(Stored data)
|---|

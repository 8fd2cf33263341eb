//! Validation helpers shared by the catalog, inventory, and checkout services

use rust_decimal::Decimal;

use crate::models::RecipeItem;

/// Validate a display name is non-empty after trimming
pub fn validate_name(name: &str) -> Result<(), &'static str> {
    if name.trim().is_empty() {
        Err("Name must not be empty")
    } else {
        Ok(())
    }
}

/// Validate a price is non-negative
pub fn validate_price(price: Decimal) -> Result<(), &'static str> {
    if price < Decimal::ZERO {
        Err("Price must not be negative")
    } else {
        Ok(())
    }
}

/// Validate a stock or recipe quantity is positive
pub fn validate_positive_quantity(quantity: Decimal) -> Result<(), &'static str> {
    if quantity <= Decimal::ZERO {
        Err("Quantity must be positive")
    } else {
        Ok(())
    }
}

/// Validate a stock quantity is non-negative
pub fn validate_non_negative_quantity(quantity: Decimal) -> Result<(), &'static str> {
    if quantity < Decimal::ZERO {
        Err("Quantity must not be negative")
    } else {
        Ok(())
    }
}

/// Validate a pieces-per-unit conversion factor is positive when present
pub fn validate_pieces_per_unit(pieces_per_unit: Option<Decimal>) -> Result<(), &'static str> {
    match pieces_per_unit {
        Some(factor) if factor <= Decimal::ZERO => {
            Err("Pieces per unit must be positive")
        }
        _ => Ok(()),
    }
}

/// Validate every entry of a recipe requires a positive quantity
pub fn validate_recipe(recipe: &[RecipeItem]) -> Result<(), &'static str> {
    for entry in recipe {
        validate_positive_quantity(entry.quantity)?;
    }
    Ok(())
}
//! Document-store abstraction
//!
//! The core reads and writes keyed JSON records per collection through this
//! minimal contract; any backend satisfying it can be plugged in. `PgStore`
//! persists to Postgres, `MemoryStore` keeps everything in process for tests
//! and local runs.

use std::collections::BTreeMap;
use std::sync::Arc;

use async_trait::async_trait;
use serde::{de::DeserializeOwned, Serialize};
use serde_json::Value;
use thiserror::Error;

pub mod memory;
pub mod postgres;

pub use memory::MemoryStore;
pub use postgres::PgStore;

/// Collections used by the core
pub mod collections {
    pub const INVENTORY: &str = "inventory";
    pub const PRODUCTS: &str = "products";
    pub const CATEGORIES: &str = "categories";
    pub const SUPPLIERS: &str = "suppliers";
    pub const ORDERS: &str = "orders";
    pub const USERS: &str = "users";
}

/// Storage-layer failures
#[derive(Error, Debug)]
pub enum StoreError {
    #[error("storage backend failure")]
    Backend(#[source] sqlx::Error),

    #[error("stored record could not be decoded")]
    Decode(#[from] serde_json::Error),
}

impl From<sqlx::Error> for StoreError {
    fn from(err: sqlx::Error) -> Self {
        StoreError::Backend(err)
    }
}

pub type StoreResult<T> = Result<T, StoreError>;

/// Shared handle to a document store
pub type Store = Arc<dyn DocumentStore>;

/// Minimal keyed-document contract consumed by the services
#[async_trait]
pub trait DocumentStore: Send + Sync {
    /// Load every record of a collection
    async fn read_all(&self, collection: &str) -> StoreResult<BTreeMap<String, Value>>;

    async fn read_one(&self, collection: &str, key: &str) -> StoreResult<Option<Value>>;

    /// Full overwrite of a record
    async fn write_one(&self, collection: &str, key: &str, record: Value) -> StoreResult<()>;

    /// Merge the given top-level fields into an existing record
    async fn patch_one(&self, collection: &str, key: &str, fields: Value) -> StoreResult<()>;

    async fn delete_one(&self, collection: &str, key: &str) -> StoreResult<()>;
}

/// Drop top-level null fields so optional values are stored as absent
fn strip_nulls(value: Value) -> Value {
    match value {
        Value::Object(map) => {
            Value::Object(map.into_iter().filter(|(_, v)| !v.is_null()).collect())
        }
        other => other,
    }
}

/// Fetch and decode every record in a collection
pub async fn fetch_all<T: DeserializeOwned>(
    store: &dyn DocumentStore,
    collection: &str,
) -> StoreResult<Vec<T>> {
    let records = store.read_all(collection).await?;
    records
        .into_values()
        .map(|value| Ok(serde_json::from_value(value)?))
        .collect()
}

/// Fetch and decode a single record
pub async fn fetch_one<T: DeserializeOwned>(
    store: &dyn DocumentStore,
    collection: &str,
    key: &str,
) -> StoreResult<Option<T>> {
    match store.read_one(collection, key).await? {
        Some(value) => Ok(Some(serde_json::from_value(value)?)),
        None => Ok(None),
    }
}

/// Serialize and store a record, overwriting any existing one
pub async fn put<T: Serialize>(
    store: &dyn DocumentStore,
    collection: &str,
    key: &str,
    record: &T,
) -> StoreResult<()> {
    let value = strip_nulls(serde_json::to_value(record)?);
    store.write_one(collection, key, value).await
}

/// Merge fields into an existing record
pub async fn patch(
    store: &dyn DocumentStore,
    collection: &str,
    key: &str,
    fields: Value,
) -> StoreResult<()> {
    store.patch_one(collection, key, strip_nulls(fields)).await
}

|---|

» **PROBLEM DETAILS**
For each line in the data that contains the string "level", give a copy of that line.

» **SOLUTION FOR THIS EXERCISE**
    /// Merge the given top-level fields into an existing record
/// Drop top-level null fields so optional values are stored as absent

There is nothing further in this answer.